Q4 朝・昼の食事は主食を抜いて夜はご飯(お米)を食べているのですが、できれば夜も主食を抜いた方がいいでしょうか。
A4 抵抗感が無いのであれば、両方試してみて体感・症状がいい方をやってみたらいいと思います。先ほども言ったように断糖した方がいいのか少し糖質を摂った方がいいのかは遺伝的な体質によっても異なります。米といっても白米なのか玄米なのか、量はどのくらいなのか、他の食事とのバランスがどうなのかなどにもよります。本人が絶対無理ならば夜は今まで通り主食を摂るというのも良いですし、例えば1週間、夜も主食無しで試してみて無理なく続けられるのかで判断すると良いですね。このあたりのことは成書があるわけではないので自分のからだで試してみるのが一番良いと思います。

Q5 ケトン測定器はどこで購入できますか。
A5 amazonで買えます。ケトメータやリーダー・センサーはamazonで買えるのですが、ケトン値を測る電極だけは調剤薬局でしか買えません。糖尿病の方でなくても普通に購入できるようです。

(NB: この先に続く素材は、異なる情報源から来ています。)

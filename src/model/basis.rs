/*
Copyright 2021 Jakub Lewandowski

This file is part of Forcing Perturbation Generator (FPG).

Forcing Perturbation Generator (FPG) is a free software: you can redistribute it and/or modify
it under the terms of the GNU General Public License as published by
the Free Software Foundation; either version 3 of the License, or
(at your option) any later version.

Forcing Perturbation Generator (FPG) is distributed in the hope that it will be useful,
but WITHOUT ANY WARRANTY; without even the implied warranty of
MERCHANTABILITY or FITNESS FOR A PARTICULAR PURPOSE. See the
GNU General Public License for more details.

You should have received a copy of the GNU General Public License
along with Forcing Perturbation Generator (FPG). If not, see https://www.gnu.org/licenses/.
*/

//! Module responsible for building the anomaly basis
//! of one forcing variable.
//!
//! Every year of the reference window provides one sample: the
//! difference field between that year and the previous one. Samples
//! are flattened (in row-major order) into columns of the anomaly
//! matrix, which is then centered by removing the mean of each row.
//! New perturbations are linear combinations of those columns
//! (see [`synthesis`](super::synthesis)).

use super::{
    configuration::{Config, Variable},
    dataset::{self, GridLayout},
};
use crate::{errors::InputError, Float};
use log::debug;
use ndarray::{Array1, Array2, Array3, Axis};

/// Centered anomaly matrix of one variable together
/// with the grid shape of the samples it was built from.
#[derive(Clone, PartialEq, Debug)]
pub struct AnomalyBasis {
    anomalies: Array2<Float>,
    shape: (usize, usize, usize),
}

impl AnomalyBasis {
    /// Reads all difference fields of the reference window
    /// and builds the basis from them.
    ///
    /// Grid layout of the last read file is returned alongside,
    /// as it is the template for the output files.
    pub fn from_reference_window(
        config: &Config,
        variable: &Variable,
    ) -> Result<(Self, GridLayout), InputError> {
        let mut builder = BasisBuilder::new(config.reference.sample_count());
        let mut layout = None;

        for year in config.reference.sample_years() {
            debug!("Reading {} data for {}-{}", variable.name, year, year - 1);

            let path = config.diff_file_path(variable, year);
            let diff = dataset::read_field(&path, variable.field_name())?;

            builder.push(year, diff.data)?;
            layout = Some(diff.layout);
        }

        let basis = builder.finish()?;
        let layout = layout.ok_or(InputError::NotEnoughSamples)?;

        Ok((basis, layout))
    }

    /// Number of samples (columns) in the basis.
    pub fn sample_count(&self) -> usize {
        self.anomalies.ncols()
    }

    /// Number of gridpoints of one sample (rows) in the basis.
    pub fn grid_size(&self) -> usize {
        self.anomalies.nrows()
    }

    /// Shape of the fields the basis was built from.
    pub fn shape(&self) -> (usize, usize, usize) {
        self.shape
    }

    pub fn anomalies(&self) -> &Array2<Float> {
        &self.anomalies
    }
}

/// Accumulates samples of the anomaly matrix year by year.
///
/// The first pushed field establishes the grid shape and
/// allocates the matrix, all following fields must have
/// exactly the same shape.
#[derive(Debug)]
pub struct BasisBuilder {
    nsample: usize,
    filled: usize,
    shape: Option<(usize, usize, usize)>,
    state: Option<Array2<Float>>,
}

impl BasisBuilder {
    pub fn new(nsample: usize) -> Self {
        BasisBuilder {
            nsample,
            filled: 0,
            shape: None,
            state: None,
        }
    }

    /// Stores `field` of given `year` as the next column.
    ///
    /// Missing values (NaN) are replaced with zeros.
    pub fn push(&mut self, year: i32, mut field: Array3<Float>) -> Result<(), InputError> {
        if self.filled >= self.nsample {
            return Err(InputError::NotEnoughSamples);
        }

        field.mapv_inplace(|v| if v.is_nan() { 0.0 } else { v });

        let grid_size = field.len();
        let expected = *self.shape.get_or_insert(field.dim());

        if field.dim() != expected {
            return Err(InputError::ShapeMismatch {
                year,
                expected,
                found: field.dim(),
            });
        }

        if self.state.is_none() {
            debug!(
                "Allocating anomaly matrix of {} gridpoints and {} samples",
                grid_size, self.nsample
            );
            self.state = Some(Array2::zeros((grid_size, self.nsample)));
        }

        let state = self.state.as_mut().ok_or(InputError::NotEnoughSamples)?;

        let vector: Array1<Float> = field.iter().copied().collect();
        state.column_mut(self.filled).assign(&vector);
        self.filled += 1;

        Ok(())
    }

    /// Centers the collected samples by removing
    /// the mean of every row.
    pub fn finish(self) -> Result<AnomalyBasis, InputError> {
        if self.filled != self.nsample || self.nsample < 2 {
            return Err(InputError::NotEnoughSamples);
        }

        let (mut state, shape) = match (self.state, self.shape) {
            (Some(state), Some(shape)) => (state, shape),
            _ => return Err(InputError::NotEnoughSamples),
        };

        debug!("Centering the data");
        let state_mean = state
            .mean_axis(Axis(1))
            .ok_or(InputError::NotEnoughSamples)?;
        state -= &state_mean.insert_axis(Axis(1));

        Ok(AnomalyBasis {
            anomalies: state,
            shape,
        })
    }
}

#[cfg(test)]
mod tests {
    use super::BasisBuilder;
    use crate::errors::InputError;
    use float_cmp::approx_eq;
    use ndarray::{Array3, Axis};
    use rand::{rngs::StdRng, Rng, SeedableRng};

    fn random_field(rng: &mut StdRng, shape: (usize, usize, usize)) -> Array3<f64> {
        Array3::from_shape_fn(shape, |_| rng.gen_range(-5.0..5.0))
    }

    #[test]
    fn rows_are_centered() {
        let mut rng = StdRng::seed_from_u64(7);
        let mut builder = BasisBuilder::new(6);

        for year in 2001..=2006 {
            builder.push(year, random_field(&mut rng, (3, 4, 2))).unwrap();
        }

        let basis = builder.finish().unwrap();

        assert_eq!(basis.sample_count(), 6);
        assert_eq!(basis.grid_size(), 24);
        assert_eq!(basis.shape(), (3, 4, 2));

        for row_mean in basis.anomalies().mean_axis(Axis(1)).unwrap().iter() {
            assert!(approx_eq!(f64, *row_mean, 0.0, epsilon = 1e-12));
        }
    }

    #[test]
    fn columns_follow_row_major_order() {
        let mut builder = BasisBuilder::new(2);
        let first = Array3::from_shape_fn((2, 2, 2), |(i, j, k)| (i * 4 + j * 2 + k) as f64);
        let second = Array3::zeros((2, 2, 2));

        builder.push(1991, first).unwrap();
        builder.push(1992, second).unwrap();
        let basis = builder.finish().unwrap();

        // centered values of the first column are half of the raw values
        for (row, value) in basis.anomalies().column(0).iter().enumerate() {
            assert!(approx_eq!(f64, *value, row as f64 / 2.0, epsilon = 1e-12));
        }
    }

    #[test]
    fn nans_become_zeros() {
        let mut builder = BasisBuilder::new(2);
        let mut first = Array3::from_elem((1, 2, 2), 4.0);
        first[[0, 1, 1]] = f64::NAN;
        let second = Array3::from_elem((1, 2, 2), 2.0);

        builder.push(1991, first).unwrap();
        builder.push(1992, second).unwrap();
        let basis = builder.finish().unwrap();

        assert!(basis.anomalies().iter().all(|v| !v.is_nan()));
        // row with NaN: samples (0, 2) -> mean 1
        assert!(approx_eq!(f64, basis.anomalies()[[3, 0]], -1.0, epsilon = 1e-12));
        assert!(approx_eq!(f64, basis.anomalies()[[3, 1]], 1.0, epsilon = 1e-12));
    }

    #[test]
    fn shape_mismatch() {
        let mut builder = BasisBuilder::new(3);

        builder.push(1991, Array3::zeros((2, 3, 4))).unwrap();
        let result = builder.push(1992, Array3::zeros((2, 3, 5)));

        assert!(matches!(
            result,
            Err(InputError::ShapeMismatch {
                year: 1992,
                expected: (2, 3, 4),
                found: (2, 3, 5)
            })
        ));
    }

    #[test]
    fn same_size_other_shape_rejected() {
        let mut builder = BasisBuilder::new(2);

        builder.push(1991, Array3::ones((2, 3, 4))).unwrap();
        let result = builder.push(1992, Array3::ones((4, 3, 2)));

        assert!(matches!(
            result,
            Err(InputError::ShapeMismatch {
                year: 1992,
                expected: (2, 3, 4),
                found: (4, 3, 2)
            })
        ));
    }

    #[test]
    fn incomplete_window() {
        let mut builder = BasisBuilder::new(3);
        builder.push(1991, Array3::zeros((1, 1, 1))).unwrap();

        assert!(matches!(
            builder.finish(),
            Err(InputError::NotEnoughSamples)
        ));
    }

    #[test]
    fn too_many_samples() {
        let mut builder = BasisBuilder::new(2);
        builder.push(1991, Array3::zeros((1, 1, 1))).unwrap();
        builder.push(1992, Array3::zeros((1, 1, 1))).unwrap();

        assert!(builder.push(1993, Array3::zeros((1, 1, 1))).is_err());
    }
}
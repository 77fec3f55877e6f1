/*
Copyright 2021 Jakub Lewandowski

This file is part of Forcing Perturbation Generator (FPG).

Forcing Perturbation Generator (FPG) is a free software: you can redistribute it and/or modify
it under the terms of the GNU General Public License as published by
the Free Software Foundation; either version 3 of the License, or
(at your option) any later version.

Forcing Perturbation Generator (FPG) is distributed in the hope that it will be useful,
but WITHOUT ANY WARRANTY; without even the implied warranty of
MERCHANTABILITY or FITNESS FOR A PARTICULAR PURPOSE. See the
GNU General Public License for more details.

You should have received a copy of the GNU General Public License
along with Forcing Perturbation Generator (FPG). If not, see https://www.gnu.org/licenses/.
*/

use std::path::PathBuf;
use thiserror::Error;

/// Exit code when historical input is missing or inconsistent.
pub const EXIT_INPUT: i32 = 1;

/// Exit code of I/O and all remaining failures.
pub const EXIT_IO: i32 = 2;

#[derive(Error, Debug)]
pub enum ModelError {
    #[error("Error while reading configuration: {0}")]
    Config(#[from] ConfigError),

    #[error("Error while creating ThreadPool: {0}")]
    ThreadPool(#[from] rayon::ThreadPoolBuildError),

    #[error("Error while building anomaly basis: {0}")]
    Input(#[from] InputError),

    #[error("Error while writing perturbations: {0}")]
    Output(#[from] OutputError),

    #[error("Incorrect target years: {0}")]
    TargetYears(&'static str),

    #[error("Perturbations failed for {} variable(s): {}", .0.len(), failed_names(.0))]
    VariablesFailed(Vec<(String, ModelError)>),
}

impl ModelError {
    /// Process exit code corresponding to the error.
    ///
    /// When failures were isolated per variable
    /// the code of the first failure is used.
    pub fn exit_code(&self) -> i32 {
        match self {
            ModelError::Input(_) => EXIT_INPUT,
            ModelError::VariablesFailed(failures) => failures
                .first()
                .map_or(EXIT_IO, |(_, err)| err.exit_code()),
            _ => EXIT_IO,
        }
    }
}

fn failed_names(failures: &[(String, ModelError)]) -> String {
    failures
        .iter()
        .map(|(name, _)| name.as_str())
        .collect::<Vec<&str>>()
        .join(", ")
}

#[derive(Error, Debug)]
pub enum ConfigError {
    #[error("Cannot open configuration file: {0}")]
    CantOpenFile(#[from] std::io::Error),

    #[error("Cannot deserialize configuration file: {0}")]
    CantDeserialize(#[from] serde_yaml::Error),

    #[error("Configuration component is out of bounds: {0}")]
    OutOfBounds(&'static str),

    #[error("Memory limit is lower than memory already in use")]
    MemoryLimit,
}

#[derive(Error, Debug)]
pub enum InputError {
    #[error("Historical difference file {0} does not exist")]
    MissingInput(PathBuf),

    #[error("Field of year {year} has shape {found:?} but {expected:?} was established by the first year")]
    ShapeMismatch {
        year: i32,
        expected: (usize, usize, usize),
        found: (usize, usize, usize),
    },

    #[error("Variable {name} not found in {path}")]
    MissingVariable { name: String, path: PathBuf },

    #[error("Variable {name} in {path} has {ndim} dimensions, 3 are required")]
    NotThreeDimensional {
        name: String,
        path: PathBuf,
        ndim: usize,
    },

    #[error("Reference window does not provide enough samples")]
    NotEnoughSamples,

    #[error("Error while reading NetCDF file: {0}")]
    NetCDF(#[from] netcdf::Error),

    #[error("Data in input file has unexpected shape: {0}")]
    Shape(#[from] ndarray::ShapeError),
}

#[derive(Error, Debug)]
pub enum OutputError {
    #[error("Cannot create output directory {0}: {1}")]
    CantCreateDir(PathBuf, std::io::Error),

    #[error("Error while writing NetCDF file: {0}")]
    NetCDF(#[from] netcdf::Error),

    #[error("Error while writing manifest: {0}")]
    Manifest(#[from] csv::Error),

    #[error("Perturbation does not fit the grid: {0}")]
    Shape(#[from] ndarray::ShapeError),

    #[error("Cannot derive member seed: {0}")]
    Seed(#[from] SeedError),
}

#[derive(Error, Debug, Clone, Copy, PartialEq, Eq)]
pub enum SeedError {
    #[error("Member index {0} is outside 1..=999")]
    MemberOutOfRange(u16),

    #[error("Seed for year {0} does not fit an unsigned 32-bit integer")]
    YearOutOfRange(i32),
}

#[cfg(test)]
mod tests {
    use super::*;

    #[test]
    fn exit_codes() {
        let missing = ModelError::from(InputError::MissingInput(PathBuf::from("x.nc")));
        let mismatch = ModelError::from(InputError::ShapeMismatch {
            year: 2003,
            expected: (4, 3, 5),
            found: (4, 3, 6),
        });
        let output = ModelError::from(OutputError::CantCreateDir(
            PathBuf::from("out"),
            std::io::Error::from(std::io::ErrorKind::PermissionDenied),
        ));

        assert_eq!(missing.exit_code(), EXIT_INPUT);
        assert_eq!(mismatch.exit_code(), EXIT_INPUT);
        assert_eq!(output.exit_code(), EXIT_IO);
        assert_eq!(ModelError::TargetYears("reversed").exit_code(), EXIT_IO);
        assert_ne!(missing.exit_code(), 0);
    }

    #[test]
    fn isolated_failures_report_first_code() {
        let err = ModelError::VariablesFailed(vec![
            (
                "q_10".to_string(),
                ModelError::from(InputError::MissingInput(PathBuf::from("q.nc"))),
            ),
            ("prec".to_string(), ModelError::TargetYears("reversed")),
        ]);

        assert_eq!(err.exit_code(), EXIT_INPUT);
        assert!(err.to_string().contains("q_10, prec"));
    }
}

Q6 16時間プチ断食をしていますが、便秘気味です。MCTオイルはまだ試していませんがやってみたいと思っています。
A6 MCTオイルは初めからしっかり摂ろうとすると便が緩くなるというのが注意点なので、使ってみて良いと思います。

Q7 オリーブオイルはどう使えば良いでしょうか。
A7 私の場合日常生活ではあまりないのですが、揚げ物をするときとか炒め物などはベースで使っています。ココナッツオイルは気温が低いと白く固まるので日常では使い勝手が悪いかなと感じます。アマニ油やえごま油は加熱ができないので、火を通す時はオリーブオイルを使っています。

Q8 オリーブオイルは値段にすごくバラツキがあるのですが、高い物の方が良いのでしょうか。
A8 エキストラバージンオリーブオイルの方が良いと言われていますので私はそれにしています。

Q9 プレドニンを少量使っています。ヘモグロビンA1cは6を超えていて、血糖値管理の入口の段階です。糖質制限・ケトン食について注意点があれば教えてください。
A9 プレドニンの副作用で血糖値上昇というのがあるので、もしかしたら関係しているかもしれません。血糖値を下げる薬を飲んでいる方の場合は糖質制限で低血糖のリスクがあるので主治医と相談する必要があります。もしも血糖値を下げる薬を飲んでないのであれば、特別な注意は無いと思いますので、しっかり始めてください。

越智:それではこれをもちまして本日の講演会を終了します。
長い時間、ご清聴ありがとうございました。